Injury-induced Activation of p38MAPK Contributes to Nociceptor Priming

Transcriptional or posttranscriptional activation of DRG neurons exposed to inflammatory mediators results in development of injury-induced nociceptor plasticity, leading to acute nociceptive hypersensitivity.40  One of the major intracellular signaling pathways responsible for nociceptor plasticity is the phosphorylation of p38MAPK.41–46  We recently showed that induction of phosphorylated p38MAPK in DRG neurons contributes to the development of acute nociceptive hypersensitivity after plantar incisions.23  In addition, our present data demonstrated that activation of p38MAPK after the plantar incision increased EPAC1 and EPAC2 expression and induced nociceptor priming. Our observation demonstrates that inhibition of p38MAPK during surgery can successfully prevent the development of pain sustained during the subacute postsurgical period.

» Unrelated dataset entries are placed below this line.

use std::path::{Path, PathBuf};
use std::sync::Arc;

use clap::ValueEnum;
use colored::Colorize;

use crate::config::{OutputFormat, ProcessingConfig};
use crate::core::expression::{CompiledExpression, SymbolTable};
use crate::core::registry::{self, FormulaRegistry, FormulaSet};
use crate::core::{process_file, ProcessingSummary};
use crate::error::{CalcError, CalcResult};
use crate::extract::{
    extract_formulas, FallbackSuggester, FormulaSuggester, PatternSuggester, PlainTextExtractor,
    ResponseSuggester,
};
use crate::vocabulary::{self, Category};

/// Which local suggester reads the document text
#[derive(Debug, Clone, Copy, PartialEq, Eq, ValueEnum, Default)]
pub enum SuggestMode {
    /// Structured response lines first, prose patterns if none are found
    #[default]
    Auto,
    /// Prose patterns only (`Premium = ...`)
    Pattern,
    /// `ACR: Full Name - Description = Formula` lines only
    Response,
}

impl SuggestMode {
    pub fn suggester(self) -> CalcResult<Box<dyn FormulaSuggester>> {
        Ok(match self {
            SuggestMode::Auto => Box::new(FallbackSuggester::local()?),
            SuggestMode::Pattern => Box::new(PatternSuggester::new()?),
            SuggestMode::Response => Box::new(ResponseSuggester::new()?),
        })
    }
}

/// Format a number for display, removing unnecessary decimal places
fn format_number(n: f64) -> String {
    let rounded = (n * 1e6).round() / 1e6;
    format!("{:.6}", rounded)
        .trim_end_matches('0')
        .trim_end_matches('.')
        .to_string()
}

/// Load and validate a formula file, printing what it holds
fn load_formulas(path: &Path, verbose: bool) -> CalcResult<Arc<FormulaSet>> {
    if verbose {
        println!("{}", "📖 Loading formulas...".cyan());
    }
    let registry = FormulaRegistry::new();
    let set = registry.load_file(path)?;

    if verbose {
        println!("   Loaded {} formulas (version {})\n", set.len(), set.version);
    }
    Ok(set)
}

/// Execute the process command
pub fn process(
    input: PathBuf,
    formulas: PathBuf,
    config: Option<PathBuf>,
    output_dir: Option<PathBuf>,
    format: Option<OutputFormat>,
    verbose: bool,
) -> CalcResult<()> {
    println!("{}", "🧮 PolicyCalc - Processing policy table".bold().green());
    println!("   Input:    {}", input.display());
    println!("   Formulas: {}", formulas.display());
    println!();

    let mut settings = ProcessingConfig::load(config.as_deref())?;
    if let Some(dir) = output_dir {
        settings.output_dir = dir;
    }
    if let Some(format) = format {
        settings.output_format = format;
    }

    let set = load_formulas(&formulas, verbose)?;
    if set.is_empty() {
        println!("{}", "⚠️  No formulas loaded, the table will be copied unchanged".yellow());
    }

    if verbose {
        println!("{}", "⚙️  Applying formulas...".cyan());
    }
    let summary = process_file(&input, &set, &settings)?;
    print_summary(&summary);

    Ok(())
}

fn print_summary(summary: &ProcessingSummary) {
    if summary.is_success() {
        println!("{}", format!("✅ {}", summary.message).bold().green());
    } else {
        println!("{}", format!("⚠️  {}", summary.message).bold().yellow());
    }

    println!("   Rows:                    {}", summary.total_rows);
    println!("   Processed rows:          {}", summary.processed_rows);
    println!("   Successful calculations: {}", summary.successful_calculations);
    println!("   Formulas used:           {}", summary.formulas_used);
    if !summary.new_columns_created.is_empty() {
        println!(
            "   New columns:             {}",
            summary.new_columns_created.join(", ")
        );
    }
    if let Some(path) = &summary.output_path {
        println!("   Output:                  {}", path.bright_blue());
    }

    if !summary.errors.is_empty() {
        println!("\n{}", format!("❌ Errors ({})", summary.total_errors).bold().red());
        for error in &summary.errors {
            println!("   {}", error.red());
        }
        if summary.hidden_errors() > 0 {
            println!("   ... and {} more", summary.hidden_errors());
        }
    }

    if !summary.warnings.is_empty() {
        println!(
            "\n{}",
            format!("⚠️  Warnings ({})", summary.total_warnings).bold().yellow()
        );
        for warning in &summary.warnings {
            println!("   {}", warning.yellow());
        }
        let hidden = summary.total_warnings.saturating_sub(summary.warnings.len());
        if hidden > 0 {
            println!("   ... and {} more", hidden);
        }
    }
    println!();
}

/// Execute the formulas command: validate and list a formula file
pub fn formulas(file: PathBuf, verbose: bool) -> CalcResult<()> {
    println!("{}", "🧮 PolicyCalc - Formula check".bold().green());
    println!("   File: {}\n", file.display());

    let set = load_formulas(&file, verbose)?;
    let mut invalid = 0;

    for (i, formula) in set.formulas().iter().enumerate() {
        let expression = formula.expression();
        let status = match expression.error() {
            Some(_) => "❌".to_string(),
            None if expression.is_empty() => "⏭️ ".to_string(),
            None => "✅".to_string(),
        };
        println!(
            "{} {:>2}. {} = {}",
            status,
            i + 1,
            formula.name().bold(),
            expression.source()
        );
        report_expression(expression, "      ", verbose, &mut invalid);

        for (variant, override_expr) in formula.variants() {
            println!("      {} {} = {}", variant.cyan(), formula.key(), override_expr.source());
            report_expression(override_expr, "        ", verbose, &mut invalid);
        }
    }
    println!();

    if invalid > 0 {
        return Err(CalcError::Validation(format!(
            "{} expression(s) failed to parse",
            invalid
        )));
    }

    println!(
        "{}",
        format!("✅ {} formulas are valid", set.len()).bold().green()
    );
    Ok(())
}

fn report_expression(expression: &CompiledExpression, indent: &str, verbose: bool, invalid: &mut usize) {
    if let Some(e) = expression.error() {
        *invalid += 1;
        println!("{}{}", indent, e.to_string().red());
    } else if verbose && !expression.is_empty() {
        let variables = expression.variables();
        if !variables.is_empty() {
            println!("{}uses: {}", indent, variables.join(", ").bright_black());
        }
    }
}

/// Execute the eval command: evaluate one expression
pub fn eval(expression: String, bindings: Vec<String>) -> CalcResult<()> {
    let mut symbols = SymbolTable::new();
    for binding in &bindings {
        let (name, value) = binding.split_once('=').ok_or_else(|| {
            CalcError::Validation(format!("Binding '{}' must be NAME=VALUE", binding))
        })?;
        let value: f64 = value.trim().parse().map_err(|_| {
            CalcError::Validation(format!("'{}' is not a number in '{}'", value.trim(), binding))
        })?;
        symbols.bind(name, value);
    }

    let compiled = CompiledExpression::compile(&expression);
    match compiled.evaluate(&symbols) {
        Ok(Some(evaluation)) => {
            println!("{}", format_number(evaluation.value).bold().green());
            for name in &evaluation.missing {
                println!(
                    "{}",
                    format!("⚠️  variable '{}' not found, using 0", name).yellow()
                );
            }
            Ok(())
        }
        Ok(None) => {
            println!("{}", "(empty expression)".bright_black());
            Ok(())
        }
        Err(e) => Err(CalcError::Eval(format!("{}: {}", expression.trim(), e))),
    }
}

/// Execute the variables command: list the vocabulary
pub fn variables(category: Option<String>) -> CalcResult<()> {
    let categories = match category.as_deref().map(str::to_lowercase).as_deref() {
        None => vec![Category::Insurance, Category::Financial],
        Some("insurance") => vec![Category::Insurance],
        Some("financial") => vec![Category::Financial],
        Some(other) => {
            return Err(CalcError::Validation(format!(
                "Unknown category '{}' (expected insurance or financial)",
                other
            )))
        }
    };

    for category in categories {
        println!("{}", format!("{:?} variables", category).bold().green());
        for variable in vocabulary::by_category(category) {
            let role = vocabulary::role(variable.name)
                .map(|r| format!(" [{}]", r))
                .unwrap_or_default();
            println!(
                "   {:<20} {}{}",
                variable.name.bold(),
                variable.description,
                role.bright_black()
            );
            if !variable.aliases.is_empty() {
                println!("   {:<20} {}", "", variable.aliases.join(", ").bright_black());
            }
        }
        println!();
    }
    Ok(())
}

/// Execute the extract command: document → formula records
pub fn extract(
    document: PathBuf,
    targets: Vec<String>,
    mode: SuggestMode,
    output: Option<PathBuf>,
) -> CalcResult<()> {
    println!("{}", "🧮 PolicyCalc - Formula extraction".bold().green());
    println!("   Document: {}", document.display());
    if !targets.is_empty() {
        println!("   Targets:  {}", targets.join(", "));
    }
    println!();

    let suggester = mode.suggester()?;
    let report = extract_formulas(&document, &PlainTextExtractor, suggester.as_ref(), &targets)?;

    println!("{}", report.message.bold());
    for record in &report.formulas {
        let acronym = record.acronym.as_deref().unwrap_or("-");
        println!(
            "   {:<5} {} = {}",
            acronym.cyan(),
            record.name.bold(),
            record.expression
        );
        if let Some(context) = &record.business_context {
            println!("         {}", context.bright_black());
        }
    }
    println!();

    if let Some(path) = output {
        registry::save_records(&path, &report.formulas)?;
        println!(
            "{}",
            format!("✅ Saved {} formulas to {}", report.formulas.len(), path.display())
                .bold()
                .green()
        );
    }
    Ok(())
}
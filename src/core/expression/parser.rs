//! Formula parser
//!
//! Converts a token sequence into an Abstract Syntax Tree using recursive
//! descent. Precedence follows the notation formulas are written in:
//! `**` binds tighter than unary minus and is right-associative, so
//! `-2 ** 2` is `-(2 ** 2)` and `2 ** -1` is allowed.

use super::tokenizer::Token;

/// Binary arithmetic operators
#[derive(Debug, Clone, Copy, PartialEq, Eq)]
pub enum BinaryOp {
    Add,
    Sub,
    Mul,
    Div,
    Pow,
}

impl BinaryOp {
    fn from_symbol(symbol: &str) -> Option<Self> {
        match symbol {
            "+" => Some(BinaryOp::Add),
            "-" => Some(BinaryOp::Sub),
            "*" => Some(BinaryOp::Mul),
            "/" => Some(BinaryOp::Div),
            "**" => Some(BinaryOp::Pow),
            _ => None,
        }
    }

    pub fn symbol(&self) -> &'static str {
        match self {
            BinaryOp::Add => "+",
            BinaryOp::Sub => "-",
            BinaryOp::Mul => "*",
            BinaryOp::Div => "/",
            BinaryOp::Pow => "**",
        }
    }
}

/// Unary operators
#[derive(Debug, Clone, Copy, PartialEq, Eq)]
pub enum UnaryOp {
    Neg,
    Plus,
}

/// Abstract Syntax Tree node for formula expressions
#[derive(Debug, Clone, PartialEq)]
pub enum Expr {
    /// A numeric literal
    Number(f64),
    /// A variable or constant, already normalized
    Variable(String),
    /// Call into the closed function table: name(arg1, arg2, ...)
    FunctionCall { name: String, args: Vec<Expr> },
    /// Binary operation: left op right
    BinaryOp {
        op: BinaryOp,
        left: Box<Expr>,
        right: Box<Expr>,
    },
    /// Unary operation: -expr / +expr
    UnaryOp { op: UnaryOp, operand: Box<Expr> },
}

impl Expr {
    /// Collect the variable names referenced by this expression, in order of
    /// first appearance
    pub fn variables(&self) -> Vec<String> {
        let mut names = Vec::new();
        self.collect_variables(&mut names);
        names
    }

    fn collect_variables(&self, names: &mut Vec<String>) {
        match self {
            Expr::Number(_) => {}
            Expr::Variable(name) => {
                if !names.contains(name) {
                    names.push(name.clone());
                }
            }
            Expr::FunctionCall { args, .. } => {
                for arg in args {
                    arg.collect_variables(names);
                }
            }
            Expr::BinaryOp { left, right, .. } => {
                left.collect_variables(names);
                right.collect_variables(names);
            }
            Expr::UnaryOp { operand, .. } => operand.collect_variables(names),
        }
    }
}

/// Error during parsing
#[derive(Debug, Clone, PartialEq)]
pub struct ParseError {
    pub message: String,
    pub position: usize,
}

impl ParseError {
    fn new(message: impl Into<String>, position: usize) -> Self {
        Self {
            message: message.into(),
            position,
        }
    }
}

impl std::fmt::Display for ParseError {
    fn fmt(&self, f: &mut std::fmt::Formatter<'_>) -> std::fmt::Result {
        write!(
            f,
            "Parse error at token {}: {}",
            self.position, self.message
        )
    }
}

impl std::error::Error for ParseError {}

/// Deepest operand nesting accepted (parentheses, unary signs, exponents)
pub const MAX_NESTING_DEPTH: usize = 256;

/// Parser for formula tokens
pub struct Parser {
    tokens: Vec<Token>,
    position: usize,
    depth: usize,
}

impl Parser {
    pub fn new(tokens: Vec<Token>) -> Self {
        Self {
            tokens,
            position: 0,
            depth: 0,
        }
    }

    /// Parse the tokens into an AST
    pub fn parse(mut self) -> Result<Expr, ParseError> {
        if self.tokens.is_empty() {
            return Err(ParseError::new("Empty expression", 0));
        }
        let expr = self.expression()?;

        if !self.is_at_end() {
            return Err(ParseError::new(
                format!("Unexpected token after expression: {:?}", self.peek()),
                self.position,
            ));
        }

        Ok(expr)
    }

    fn is_at_end(&self) -> bool {
        self.position >= self.tokens.len()
    }

    fn peek(&self) -> Option<&Token> {
        self.tokens.get(self.position)
    }

    fn advance(&mut self) -> Option<&Token> {
        if !self.is_at_end() {
            self.position += 1;
        }
        self.tokens.get(self.position - 1)
    }

    fn match_token(&mut self, expected: &Token) -> bool {
        if self.peek() == Some(expected) {
            self.advance();
            true
        } else {
            false
        }
    }

    /// Consume the current token if it is one of the given operators
    fn match_any_operator(&mut self, ops: &[&str]) -> Option<String> {
        if let Some(Token::Operator(s)) = self.peek() {
            if ops.contains(&s.as_str()) {
                let op = s.clone();
                self.advance();
                return Some(op);
            }
        }
        None
    }

    fn binary(op: &str, left: Expr, right: Expr) -> Result<Expr, ParseError> {
        let op = BinaryOp::from_symbol(op)
            .ok_or_else(|| ParseError::new(format!("Unknown operator: {}", op), 0))?;
        Ok(Expr::BinaryOp {
            op,
            left: Box::new(left),
            right: Box::new(right),
        })
    }

    /// Expression: term (( "+" | "-" ) term)*
    fn expression(&mut self) -> Result<Expr, ParseError> {
        let mut left = self.term()?;

        while let Some(op) = self.match_any_operator(&["+", "-"]) {
            let right = self.term()?;
            left = Self::binary(&op, left, right)?;
        }

        Ok(left)
    }

    /// Term: unary (( "*" | "/" ) unary)*
    fn term(&mut self) -> Result<Expr, ParseError> {
        let mut left = self.unary()?;

        while let Some(op) = self.match_any_operator(&["*", "/"]) {
            let right = self.unary()?;
            left = Self::binary(&op, left, right)?;
        }

        Ok(left)
    }

    /// Unary: ( "-" | "+" ) unary | power
    ///
    /// Every nesting level passes through here, so this is where depth is
    /// bounded.
    fn unary(&mut self) -> Result<Expr, ParseError> {
        if self.depth >= MAX_NESTING_DEPTH {
            return Err(ParseError::new(
                "Expression nested too deeply",
                self.position,
            ));
        }
        self.depth += 1;
        let result = self.unary_inner();
        self.depth -= 1;
        result
    }

    fn unary_inner(&mut self) -> Result<Expr, ParseError> {
        if let Some(op) = self.match_any_operator(&["-", "+"]) {
            let operand = self.unary()?;
            let op = if op == "-" { UnaryOp::Neg } else { UnaryOp::Plus };
            Ok(Expr::UnaryOp {
                op,
                operand: Box::new(operand),
            })
        } else {
            self.power()
        }
    }

    /// Power: primary ( "**" unary )?   (right-associative)
    fn power(&mut self) -> Result<Expr, ParseError> {
        let base = self.primary()?;

        if self.match_any_operator(&["**"]).is_some() {
            let exponent = self.unary()?;
            Self::binary("**", base, exponent)
        } else {
            Ok(base)
        }
    }

    /// Arguments: expr ( "," expr )*
    fn arguments(&mut self) -> Result<Vec<Expr>, ParseError> {
        let mut args = Vec::new();

        if let Some(Token::CloseParen) = self.peek() {
            return Ok(args);
        }

        args.push(self.expression()?);
        while self.match_token(&Token::Comma) {
            args.push(self.expression()?);
        }

        Ok(args)
    }

    /// Primary: NUMBER | IDENTIFIER | IDENTIFIER "(" arguments ")" | "(" expr ")"
    fn primary(&mut self) -> Result<Expr, ParseError> {
        let token = self.peek().cloned();

        match token {
            Some(Token::Number(n)) => {
                self.advance();
                Ok(Expr::Number(n))
            }
            Some(Token::Identifier(name)) => {
                self.advance();
                let name = name.to_lowercase();
                if self.match_token(&Token::OpenParen) {
                    let args = self.arguments()?;
                    if !self.match_token(&Token::CloseParen) {
                        return Err(ParseError::new(
                            "Expected ')' after function arguments",
                            self.position,
                        ));
                    }
                    Ok(Expr::FunctionCall { name, args })
                } else {
                    Ok(Expr::Variable(name))
                }
            }
            Some(Token::OpenParen) => {
                self.advance();
                let expr = self.expression()?;
                if !self.match_token(&Token::CloseParen) {
                    return Err(ParseError::new(
                        "Expected ')' after expression",
                        self.position,
                    ));
                }
                Ok(expr)
            }
            Some(token) => Err(ParseError::new(
                format!("Unexpected token: {:?}", token),
                self.position,
            )),
            None => Err(ParseError::new(
                "Unexpected end of expression",
                self.position,
            )),
        }
    }
}

/// Convenience function to parse tokens into an AST
pub fn parse(tokens: Vec<Token>) -> Result<Expr, ParseError> {
    Parser::new(tokens).parse()
}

While intrathecal injection of FR167653 did not have any effect on the development of nociceptor priming, we could not completely rule out the possible involvement of spinal p38MAPK. A previous study demonstrated that p38MAPK was phosphorylated after the plantar incision and contributed to the development of acute nociceptive hypersensitivity.25 

In conclusion, we demonstrated that acquired EPAC activity in the DRG neurons via p38MAPK is the key molecular event during the development of nociceptor priming as a model for sustained pain during the subacute period after surgery. The p38MAPK/EPAC pathway is a promising candidate target in acute postoperative pain management for the prevention of pain sustained beyond the initial injury.1 

Research Support

Supported in part by a grant-in-aid from the Japan Society for the Promotion of Science (Tokyo, Japan; KAKENHI, nos. 15H04969 and 26670692).

Competing Interests

Dr. Amaya was supported by a grant-in-aid from the Japan Society for the Promotion of Science (Tokyo, Japan; KAKENHI, nos. 15H04969 and 26670692). The other authors declare no competing interests.